For both, the Oschwald et al. as well as the Rubach and von Keyserlink study, the measurement of instructional quality becomes a critical issue when we want to avoid artefacts of common-source bias or too short-cycled causal models. Göllner, Lazarides and Stark (this volume) make a foray into new territory by exploring the validity of large language models (LLMs) to assess teaching quality which, in the future, could eliminate the human factor in coding entirely.

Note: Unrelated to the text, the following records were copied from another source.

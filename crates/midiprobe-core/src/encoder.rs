//! Message → wire bytes.
//!
//! Output always carries an explicit status byte (no running status), and
//! System Exclusive is always framed `F0 … F7`. A message with any field
//! outside its wire range is rejected before anything is written.

use smallvec::SmallVec;

use crate::error::{EncodeError, Result};
use crate::message::{
    split_14bit, ChannelVoiceMsg, ManufacturerId, Message, SysEx, SystemCommonMsg, CHANNEL_MAX,
    DATA_MAX, EOX, SYSEX_START, VALUE_14BIT_MAX,
};

/// Encoded message. Short messages stay inline.
pub type EncodedBytes = SmallVec<[u8; 3]>;

/// Largest controller number carried by a plain Control Change.
pub const CONTROLLER_MAX: u8 = 119;

#[inline]
fn check(field: &'static str, value: u32, max: u32) -> Result<()> {
    if value > max {
        return Err(EncodeError::ValueOutOfRange { field, value, max });
    }
    Ok(())
}

#[inline]
fn check_7bit(field: &'static str, value: u8) -> Result<()> {
    check(field, value.into(), DATA_MAX.into())
}

#[inline]
fn check_channel(channel: u8) -> Result<()> {
    check("channel", channel.into(), CHANNEL_MAX.into())
}

fn validate_sysex(sysex: &SysEx) -> Result<()> {
    match sysex.manufacturer_id {
        Some(ManufacturerId::Short(0)) => return Err(EncodeError::InvalidManufacturerId),
        Some(ManufacturerId::Short(id)) if id > DATA_MAX => {
            return Err(EncodeError::InvalidManufacturerId)
        }
        Some(ManufacturerId::Short(_)) => {}
        Some(ManufacturerId::Extended(b1, b2)) => {
            check_7bit("manufacturer_id", b1)?;
            check_7bit("manufacturer_id", b2)?;
        }
        None => {
            // Without an ID the payload must not read back as one.
            let reads_as_id = match sysex.payload.as_slice() {
                [] => false,
                [0x00, ..] => sysex.payload.len() >= 3,
                _ => true,
            };
            if reads_as_id {
                return Err(EncodeError::InvalidManufacturerId);
            }
        }
    }
    for &byte in &sysex.payload {
        check_7bit("sysex payload", byte)?;
    }
    Ok(())
}

/// Check every field of `msg` against its wire range.
pub fn validate(msg: &Message) -> Result<()> {
    match msg {
        Message::ChannelVoice { channel, msg } => {
            check_channel(*channel)?;
            match *msg {
                ChannelVoiceMsg::NoteOff { note, velocity }
                | ChannelVoiceMsg::NoteOn { note, velocity } => {
                    check_7bit("note", note)?;
                    check_7bit("velocity", velocity)
                }
                ChannelVoiceMsg::PolyPressure { note, pressure } => {
                    check_7bit("note", note)?;
                    check_7bit("pressure", pressure)
                }
                ChannelVoiceMsg::ControlChange { controller, value } => {
                    check("controller", controller.into(), CONTROLLER_MAX.into())?;
                    check_7bit("value", value)
                }
                ChannelVoiceMsg::ProgramChange { program } => check_7bit("program", program),
                ChannelVoiceMsg::ChannelPressure { pressure } => check_7bit("pressure", pressure),
                ChannelVoiceMsg::PitchBend { value } => {
                    check("pitch bend", value.into(), VALUE_14BIT_MAX.into())
                }
            }
        }
        Message::ChannelMode { channel, value, .. } => {
            check_channel(*channel)?;
            check_7bit("value", *value)
        }
        Message::SystemCommon(msg) => match *msg {
            SystemCommonMsg::TimeCodeQuarterFrame {
                message_type,
                value,
            } => {
                check("message type", message_type.into(), 7)?;
                check("quarter frame value", value.into(), 0x0F)
            }
            SystemCommonMsg::SongPositionPointer { position } => {
                check("song position", position.into(), VALUE_14BIT_MAX.into())
            }
            SystemCommonMsg::SongSelect { song } => check_7bit("song", song),
            SystemCommonMsg::TuneRequest => Ok(()),
        },
        Message::SystemRealtime(_) => Ok(()),
        Message::SystemExclusive(sysex) => validate_sysex(sysex),
    }
}

fn write_unchecked(msg: &Message, out: &mut impl Extend<u8>) {
    let status = msg.status_byte();
    match msg {
        Message::ChannelVoice { msg, .. } => match *msg {
            ChannelVoiceMsg::NoteOff { note, velocity }
            | ChannelVoiceMsg::NoteOn { note, velocity } => out.extend([status, note, velocity]),
            ChannelVoiceMsg::PolyPressure { note, pressure } => {
                out.extend([status, note, pressure])
            }
            ChannelVoiceMsg::ControlChange { controller, value } => {
                out.extend([status, controller, value])
            }
            ChannelVoiceMsg::ProgramChange { program } => out.extend([status, program]),
            ChannelVoiceMsg::ChannelPressure { pressure } => out.extend([status, pressure]),
            ChannelVoiceMsg::PitchBend { value } => {
                let (lsb, msb) = split_14bit(value);
                out.extend([status, lsb, msb])
            }
        },
        Message::ChannelMode { kind, value, .. } => {
            out.extend([status, kind.controller(), *value])
        }
        Message::SystemCommon(msg) => match *msg {
            SystemCommonMsg::TimeCodeQuarterFrame {
                message_type,
                value,
            } => out.extend([status, (message_type << 4) | value]),
            SystemCommonMsg::SongPositionPointer { position } => {
                let (lsb, msb) = split_14bit(position);
                out.extend([status, lsb, msb])
            }
            SystemCommonMsg::SongSelect { song } => out.extend([status, song]),
            SystemCommonMsg::TuneRequest => out.extend([status]),
        },
        Message::SystemRealtime(_) => out.extend([status]),
        Message::SystemExclusive(sysex) => {
            out.extend([SYSEX_START]);
            if let Some(id) = sysex.manufacturer_id {
                out.extend(id.bytes());
            }
            out.extend(sysex.payload.iter().copied());
            out.extend([EOX]);
        }
    }
}

/// Encode `msg` into a fresh buffer.
pub fn encode(msg: &Message) -> Result<EncodedBytes> {
    validate(msg)?;
    let mut out = EncodedBytes::new();
    write_unchecked(msg, &mut out);
    Ok(out)
}

/// Append the encoding of `msg` to `out`. Nothing is appended on error.
pub fn encode_into(msg: &Message, out: &mut Vec<u8>) -> Result<()> {
    validate(msg)?;
    write_unchecked(msg, out);
    Ok(())
}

If a holistic semantic analysis could be able to capture relevant aspects of teaching quality reliably, human coding through expert or student assessment would become obsolete. Quality could even be assessed in real time as the teaching is still happening or shortly thereafter, opening the opportunity to use it as immediate feedback in teacher training. In a more rudimentary fashion, we used the same idea for specific teacher training purposes a decade ago. A voice-recording device (LENA) that distinguished teachers' and students' speaking turns identified in-class discourse segments the teachers were learning to use more frequently in their mathematics classes. Teachers received feedback within 24 h, and for some (not all), it was helpful for improving their teaching (Wang et al., 2014).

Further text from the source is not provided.